Tuesday, February 26, 2008

Entry #46

A Time Past
by Dave Watters

"C'mon Roy, let's see how far she goes before we decide what to do."

Randy smiled to himself feeling silly about talking to his horse. Long trips like this tended to make you want to break the silence though.

The smile faded quickly from his face. This fence went on for miles on end. He couldn't afford to take the time to go around; he had to be in

Carson City in two days. Going miles out of your way on horseback quickly turned two days into five.

He scanned the horizon looking for cattle and more importantly cattle ranchers. Tensions could rise along with trigger fingers when cattle got involved in things. If they thought he was a rustler rather than passing through they'd track him all the way to Carson.

Still, he had to get on his way and by this point he was just stalling. By the tree would be best. There was a small section with a cross board that he could jury rig so the rancher wouldn't lose any cattle. He took out his wire cutters and set to work.

About an hour later the work was done. He and Roy on the other side of the fence and two bits left by the pole for the ranch hand that would end up re-tensioning the wire. Randy paid his way.

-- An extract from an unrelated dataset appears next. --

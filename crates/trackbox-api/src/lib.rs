// HTTP client for the container tracking gateway
pub mod gateway;

// Re-export common types
pub use gateway::{GatewayClient, GatewayContainer, GatewayError, ShipDetails};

The thought that the train might be safer on the way back whispered through his mind at the same time as the bullet.


Unknown said...

What an evocative piece of writing and what a tragic twist to the tale, especially after he'd paid his dues. Simply and beautifully told.

Anonymous said...

Love the western twist on this story! Nicely done.

Sarah Hina said...

I like that you focused on the fence, and not the tree. This was a completely unique perspective, and I enjoyed your strong, sturdy prose.

Excellent ending, and effort.

BernardL said...

Ouch! Well done.

Jaye Wells said...

Very nice. I like how you underplayed the last line. Very effective.

rel said...

Bang bang bang to you too. ;)
Beautifully executed, the shooter whispered.

bluesugarpoet said...

Very clever indeed to tie in the tree and "whispered". Loved the western take. The plot twist in the last line was fantastic.

SzélsőFa said...

what a painful ending. I like how the real ending was saved till the very last word.

Anonymous said...

Really nice - I love the setting, and your hero's strength of character.

Anonymous said...

I'm not a westerns kind of girl, and I loved this. Kept my attention and left me breathless at the end. Great!

Lena said...

loved that western theme. very well done :)

Dottie Camptown said...

I also like how the ending comes in the last line. The narrator's voice is very spare. It matches the landscape and I like the continuity.

Anonymous said...

I think this might be my favorite. It captured my attention right away and kept it firmly held to the end, that beautifully crafted, totally unexpected last sentence.


Wavemancali said...

Thank you all for the encouraging comments.

I wasn't going to kill poor Randy when I started writing this, it was meant to be a longing for simpler times piece.

But then the last line jumped in to my head and I'm afraid poor Randy is the one that paid for it.

Anonymous said...

Great ending! I was shocked. Nice sense of place here. Very effective flash fiction. High marks!

Congratulations on the honorable mention!!

Aine said...

Oh--you didn't! Poor Randy! I really liked him. He was such a good guy, trying to manage the best he could. :(

The last line was perfect. Excellent job of grabbing the reader and knocking them out with the ending.